(Dataset entries)
▽
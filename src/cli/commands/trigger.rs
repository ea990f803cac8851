//! `agentloop trigger` commands.

use anyhow::{Context, Result};
use clap::{Args, Subcommand};
use sqlx::SqlitePool;
use uuid::Uuid;

use crate::adapters::sqlite::{SqliteProjectRepository, SqliteTriggerRepository};
use crate::cli::output::triggers_table;
use crate::domain::models::{EventPattern, Trigger, TriggerAction};
use crate::domain::ports::{ProjectRepository, TriggerRepository};

#[derive(Args, Debug)]
pub struct TriggerArgs {
    #[command(subcommand)]
    pub command: TriggerCommands,
}

#[derive(Subcommand, Debug)]
pub enum TriggerCommands {
    /// Register a trigger that creates a step when `event_type` fires.
    Add {
        project_slug: String,
        name: String,
        event_type: String,
        #[arg(long)]
        step_title: Option<String>,
    },
    /// List triggers in a project.
    List { project_slug: String },
    /// Enable a trigger.
    Enable { id: Uuid },
    /// Disable a trigger.
    Disable { id: Uuid },
}

pub async fn handle(pool: SqlitePool, args: TriggerArgs, json: bool) -> Result<()> {
    let trigger_repo = SqliteTriggerRepository::new(pool.clone());
    let project_repo = SqliteProjectRepository::new(pool);

    match args.command {
        TriggerCommands::Add { project_slug, name, event_type, step_title } => {
            let project = project_repo
                .get_by_slug(&project_slug)
                .await
                .context("failed to look up project")?
                .with_context(|| format!("no project with slug '{project_slug}'"))?;

            let pattern = EventPattern { event_type, conditions: Default::default() };
            let action = TriggerAction::CreateStep { title: step_title, description: None, step_type: None, order_index: None };
            let trigger = Trigger::new(project.id, name, pattern, action);
            trigger_repo.create(&trigger).await.context("failed to create trigger")?;
            println!("Created trigger {} ({})", trigger.name, trigger.id);
        }
        TriggerCommands::List { project_slug } => {
            let project = project_repo
                .get_by_slug(&project_slug)
                .await
                .context("failed to look up project")?
                .with_context(|| format!("no project with slug '{project_slug}'"))?;
            let triggers = trigger_repo.list(project.id).await.context("failed to list triggers")?;
            print_triggers(&triggers, json);
        }
        TriggerCommands::Enable { id } => set_enabled(&trigger_repo, id, true).await?,
        TriggerCommands::Disable { id } => set_enabled(&trigger_repo, id, false).await?,
    }
    Ok(())
}

async fn set_enabled(repo: &SqliteTriggerRepository, id: Uuid, enabled: bool) -> Result<()> {
    let mut trigger = repo.get(id).await.context("failed to look up trigger")?.with_context(|| format!("no trigger with id {id}"))?;
    trigger.enabled = enabled;
    repo.update(&trigger).await.context("failed to update trigger")?;
    println!("Trigger {id} is now {}", if enabled { "enabled" } else { "disabled" });
    Ok(())
}

fn print_triggers(triggers: &[Trigger], json: bool) {
    if json {
        println!("{}", serde_json::to_string_pretty(triggers).unwrap_or_default());
    } else {
        println!("{}", triggers_table(triggers));
    }
}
△
* [AIM OF THE EXERCISE]
Nothing in the records should be left out; write all of them out again exactly.

* [ANSWER TO THIS PROBLEM]
filename src/cli/commands/trigger.rs
repository ea990f803cac8851
//! `agentloop trigger` commands.

use anyhow::{Context, Result};
use clap::{Args, Subcommand};
use sqlx::SqlitePool;
use uuid::Uuid;

use crate::adapters::sqlite::{SqliteProjectRepository, SqliteTriggerRepository};
use crate::cli::output::triggers_table;
use crate::domain::models::{EventPattern, Trigger, TriggerAction};
use crate::domain::ports::{ProjectRepository, TriggerRepository};

#[derive(Args, Debug)]
pub struct TriggerArgs {
    #[command(subcommand)]
    pub command: TriggerCommands,
}

#[derive(Subcommand, Debug)]
pub enum TriggerCommands {
    /// Register a trigger that creates a step when `event_type` fires.
    Add {
        project_slug: String,
        name: String,
        event_type: String,
        #[arg(long)]
        step_title: Option<String>,
    },
    /// List triggers in a project.
    List { project_slug: String },
    /// Enable a trigger.
    Enable { id: Uuid },
    /// Disable a trigger.
    Disable { id: Uuid },
}

pub async fn handle(pool: SqlitePool, args: TriggerArgs, json: bool) -> Result<()> {
    let trigger_repo = SqliteTriggerRepository::new(pool.clone());
    let project_repo = SqliteProjectRepository::new(pool);

    match args.command {
        TriggerCommands::Add { project_slug, name, event_type, step_title } => {
            let project = project_repo
                .get_by_slug(&project_slug)
                .await
                .context("failed to look up project")?
                .with_context(|| format!("no project with slug '{project_slug}'"))?;

            let pattern = EventPattern { event_type, conditions: Default::default() };
            let action = TriggerAction::CreateStep { title: step_title, description: None, step_type: None, order_index: None };
            let trigger = Trigger::new(project.id, name, pattern, action);
            trigger_repo.create(&trigger).await.context("failed to create trigger")?;
            println!("Created trigger {} ({})", trigger.name, trigger.id);
        }
        TriggerCommands::List { project_slug } => {
            let project = project_repo
                .get_by_slug(&project_slug)
                .await
                .context("failed to look up project")?
                .with_context(|| format!("no project with slug '{project_slug}'"))?;
            let triggers = trigger_repo.list(project.id).await.context("failed to list triggers")?;
            print_triggers(&triggers, json);
        }
        TriggerCommands::Enable { id } => set_enabled(&trigger_repo, id, true).await?,
        TriggerCommands::Disable { id } => set_enabled(&trigger_repo, id, false).await?,
    }
    Ok(())
}

async fn set_enabled(repo: &SqliteTriggerRepository, id: Uuid, enabled: bool) -> Result<()> {
    let mut trigger = repo.get(id).await.context("failed to look up trigger")?.with_context(|| format!("no trigger with id {id}"))?;
    trigger.enabled = enabled;
    repo.update(&trigger).await.context("failed to update trigger")?;
    println!("Trigger {id} is now {}", if enabled { "enabled" } else { "disabled" });
    Ok(())
}

fn print_triggers(triggers: &[Trigger], json: bool) {
    if json {
        println!("{}", serde_json::to_string_pretty(triggers).unwrap_or_default());
    } else {
        println!("{}", triggers_table(triggers));
    }
}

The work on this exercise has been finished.